本文章由计算机程序翻译，如有差异，请以英文原文为准。

求助全文

约1分钟内获得全文求助全文

来源期刊

Materials Characterization 工程技术-材料科学：表征与测试

CiteScore

7.60

自引率

8.50%

发文量

746

审稿时长

36 days

期刊介绍： Materials Characterization features original articles and state-of-the-art reviews on theoretical and practical aspects of the structure and behaviour of materials. The Journal focuses on all characterization techniques, including all forms of microscopy (light, electron, acoustic, etc.,) and analysis (especially microanalysis and surface analytical techniques).

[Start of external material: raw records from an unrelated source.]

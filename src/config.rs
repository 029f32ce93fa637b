use anyhow::{anyhow, Result};
use serde::{Deserialize, Serialize};
use std::path::PathBuf;
use std::time::Duration;
use url::Url;

/// Configuration for the Lecture Viewer
#[derive(Debug, Clone, Serialize, Deserialize)]
#[serde(default)]
pub struct Config {
    /// Remote lessons API settings
    pub api: ApiConfig,

    /// Playback and subtitle sampling settings
    pub playback: PlaybackConfig,

    /// Local files (vocabulary, downloads)
    pub storage: StorageConfig,

    /// Output and logging settings
    pub output: OutputConfig,
}

#[derive(Debug, Clone, Serialize, Deserialize)]
#[serde(default)]
pub struct ApiConfig {
    /// Origin of the lessons API; endpoint paths are joined onto it
    pub base_url: String,

    /// Subtitle language requested and uploaded
    pub language: String,

    /// Request timeout (seconds)
    pub timeout_seconds: u64,

    /// Connection timeout (seconds)
    pub connect_timeout_seconds: u64,
}

#[derive(Debug, Clone, Serialize, Deserialize)]
#[serde(default)]
pub struct PlaybackConfig {
    /// How often the active subtitle is recomputed (milliseconds)
    pub sample_interval_ms: u64,

    /// Length of the window a new subtitle covers, ending at the playback position
    pub provisional_window_seconds: f64,

    /// Step used by the rewind control
    pub rewind_seconds: f64,
}

#[derive(Debug, Clone, Serialize, Deserialize)]
#[serde(default)]
pub struct StorageConfig {
    /// JSON file holding the personal vocabulary list
    pub vocabulary_file: PathBuf,

    /// Directory downloaded audio is written to
    pub download_dir: PathBuf,
}

#[derive(Debug, Clone, Serialize, Deserialize)]
#[serde(default)]
pub struct OutputConfig {
    /// Log level
    pub log_level: String,
}

impl Default for ApiConfig {
    fn default() -> Self {
        Self {
            base_url: "https://masluz-api.edwin-abel-3.workers.dev".to_string(),
            language: "es".to_string(),
            timeout_seconds: 60,
            connect_timeout_seconds: 10,
        }
    }
}

impl Default for PlaybackConfig {
    fn default() -> Self {
        Self {
            sample_interval_ms: 100,
            provisional_window_seconds: 5.0,
            rewind_seconds: 10.0,
        }
    }
}

impl Default for StorageConfig {
    fn default() -> Self {
        let data_dir = dirs::data_dir()
            .unwrap_or_else(|| PathBuf::from("."))
            .join("lecture-viewer");
        Self {
            vocabulary_file: data_dir.join("vocabulary.json"),
            download_dir: PathBuf::from("./downloads"),
        }
    }
}

impl Default for OutputConfig {
    fn default() -> Self {
        Self {
            log_level: "info".to_string(),
        }
    }
}

impl Default for Config {
    fn default() -> Self {
        Self {
            api: ApiConfig::default(),
            playback: PlaybackConfig::default(),
            storage: StorageConfig::default(),
            output: OutputConfig::default(),
        }
    }
}

impl PlaybackConfig {
    pub fn sample_interval(&self) -> Duration {
        Duration::from_millis(self.sample_interval_ms)
    }
}

impl Config {
    /// Candidate configuration files, most specific first
    fn config_paths() -> Vec<PathBuf> {
        let mut paths = vec![
            PathBuf::from("lecture-viewer.toml"),
            PathBuf::from("config/lecture-viewer.toml"),
        ];
        if let Some(config_dir) = dirs::config_dir() {
            paths.push(config_dir.join("lecture-viewer").join("config.toml"));
        }
        paths
    }

    /// Load configuration from the first readable file, then apply
    /// environment overrides. Falls back to defaults when no file exists.
    pub fn load() -> Result<Self> {
        for path in Self::config_paths() {
            if let Ok(config_str) = std::fs::read_to_string(&path) {
                match toml::from_str::<Config>(&config_str) {
                    Ok(config) => {
                        tracing::info!("📄 Loaded configuration from: {}", path.display());
                        return Ok(config.with_env_overrides());
                    }
                    Err(e) => {
                        tracing::warn!("Failed to parse config file {}: {}", path.display(), e);
                    }
                }
            }
        }

        Ok(Self::from_env())
    }

    /// Load configuration from an explicit file
    pub fn from_file(path: &std::path::Path) -> Result<Self> {
        let config_str = std::fs::read_to_string(path)
            .map_err(|e| anyhow!("Cannot read config {}: {}", path.display(), e))?;
        let config: Config = toml::from_str(&config_str)?;
        tracing::info!("📄 Loaded configuration from: {}", path.display());
        Ok(config.with_env_overrides())
    }

    /// Defaults with environment overrides applied
    pub fn from_env() -> Self {
        Self::default().with_env_overrides()
    }

    fn with_env_overrides(mut self) -> Self {
        if let Ok(base_url) = std::env::var("LECTURE_VIEWER_API_URL") {
            self.api.base_url = base_url;
        }

        if let Ok(language) = std::env::var("LECTURE_VIEWER_LANGUAGE") {
            self.api.language = language;
        }

        if let Ok(timeout) = std::env::var("LECTURE_VIEWER_TIMEOUT") {
            match timeout.parse() {
                Ok(seconds) => self.api.timeout_seconds = seconds,
                Err(_) => tracing::warn!("Ignoring invalid LECTURE_VIEWER_TIMEOUT: {}", timeout),
            }
        }

        if let Ok(vocabulary_file) = std::env::var("LECTURE_VIEWER_VOCABULARY_FILE") {
            self.storage.vocabulary_file = PathBuf::from(vocabulary_file);
        }

        if let Ok(log_level) = std::env::var("LECTURE_VIEWER_LOG_LEVEL") {
            self.output.log_level = log_level;
        }

        self
    }

    /// Save configuration to file
    pub fn save(&self, path: &std::path::Path) -> Result<()> {
        let config_str = toml::to_string_pretty(self)?;
        std::fs::write(path, config_str)?;
        tracing::info!("💾 Configuration saved to: {}", path.display());
        Ok(())
    }

    /// Validate configuration
    pub fn validate(&self) -> Result<()> {
        let base = Url::parse(&self.api.base_url)
            .map_err(|e| anyhow!("Invalid api.base_url {:?}: {}", self.api.base_url, e))?;
        if !matches!(base.scheme(), "http" | "https") {
            return Err(anyhow!("api.base_url must be http or https, got {}", base.scheme()));
        }

        if self.api.language.trim().is_empty() {
            return Err(anyhow!("api.language must not be empty"));
        }

        if self.api.timeout_seconds == 0 {
            return Err(anyhow!("api.timeout_seconds must be greater than 0"));
        }

        if self.playback.sample_interval_ms == 0 {
            return Err(anyhow!("playback.sample_interval_ms must be greater than 0"));
        }

        if !(self.playback.provisional_window_seconds >= 0.0) {
            return Err(anyhow!("playback.provisional_window_seconds must not be negative"));
        }

        if !(self.playback.rewind_seconds > 0.0) {
            return Err(anyhow!("playback.rewind_seconds must be greater than 0"));
        }

        tracing::debug!("✅ Configuration validation passed");
        Ok(())
    }

    /// Get runtime configuration summary
    pub fn summary(&self) -> String {
        format!(
            "Lecture Viewer Configuration:\n\
            - API: {}\n\
            - Language: {}\n\
            - Timeout: {}s\n\
            - Subtitle sampling: every {}ms\n\
            - Provisional window: {}s\n\
            - Vocabulary file: {}\n\
            - Download directory: {}",
            self.api.base_url,
            self.api.language,
            self.api.timeout_seconds,
            self.playback.sample_interval_ms,
            self.playback.provisional_window_seconds,
            self.storage.vocabulary_file.display(),
            self.storage.download_dir.display(),
        )
    }
}

/// Configuration builder for programmatic config creation
pub struct ConfigBuilder {
    config: Config,
}

impl ConfigBuilder {
    pub fn new() -> Self {
        Self {
            config: Config::default(),
        }
    }

    pub fn with_base_url(mut self, base_url: impl Into<String>) -> Self {
        self.config.api.base_url = base_url.into();
        self
    }

    pub fn with_language(mut self, language: impl Into<String>) -> Self {
        self.config.api.language = language.into();
        self
    }

    pub fn with_timeout(mut self, seconds: u64) -> Self {
        self.config.api.timeout_seconds = seconds;
        self
    }

    pub fn with_sample_interval_ms(mut self, interval_ms: u64) -> Self {
        self.config.playback.sample_interval_ms = interval_ms;
        self
    }

    pub fn with_vocabulary_file(mut self, path: PathBuf) -> Self {
        self.config.storage.vocabulary_file = path;
        self
    }

    pub fn build(self) -> Config {
        self.config
    }
}

impl Default for ConfigBuilder {
    fn default() -> Self {
        Self::new()
    }
}

#[cfg(test)]
mod tests {
    use super::*;

    #[test]
    fn test_default_config() {
        let config = Config::default();
        assert_eq!(config.api.language, "es");
        assert_eq!(config.playback.sample_interval(), Duration::from_millis(100));
        assert_eq!(config.playback.provisional_window_seconds, 5.0);
        assert!(config.validate().is_ok());
    }

    #[test]
    fn test_config_builder() {
        let config = ConfigBuilder::new()
            .with_base_url("http://localhost:8787")
            .with_language("en")
            .with_sample_interval_ms(50)
            .build();

        assert_eq!(config.api.base_url, "http://localhost:8787");
        assert_eq!(config.api.language, "en");
        assert_eq!(config.playback.sample_interval_ms, 50);
    }

    #[test]
    fn test_config_validation() {
        assert!(ConfigBuilder::new().with_base_url("not a url").build().validate().is_err());
        assert!(ConfigBuilder::new().with_base_url("ftp://host").build().validate().is_err());
        assert!(ConfigBuilder::new().with_sample_interval_ms(0).build().validate().is_err());
        assert!(ConfigBuilder::new().with_language(" ").build().validate().is_err());
    }

    #[test]
    fn test_partial_toml_uses_defaults() {
        let config: Config = toml::from_str("[api]\nbase_url = \"http://127.0.0.1:9000\"\n").unwrap();
        assert_eq!(config.api.base_url, "http://127.0.0.1:9000");
        assert_eq!(config.api.language, "es");
        assert_eq!(config.playback.rewind_seconds, 10.0);
    }

    #[test]
    fn test_save_and_reload() {
        let dir = tempfile::tempdir().unwrap();
        let path = dir.path().join("lecture-viewer.toml");
        let config = ConfigBuilder::new().with_language("pt").build();

        config.save(&path).unwrap();
        let reloaded: Config = toml::from_str(&std::fs::read_to_string(&path).unwrap()).unwrap();
        assert_eq!(reloaded.api.language, "pt");
    }
}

Developments in both this wide range of techniques and their application to the quantification of the microstructure of materials are essential facets of the Journal. The Journal provides the Materials Scientist/Engineer with up-to-date information on many types of materials with an underlying theme of explaining the behavior of materials using novel approaches. Materials covered by the journal include: Metals & Alloys Ceramics Nanomaterials Biomedical materials Optical materials Composites Natural Materials.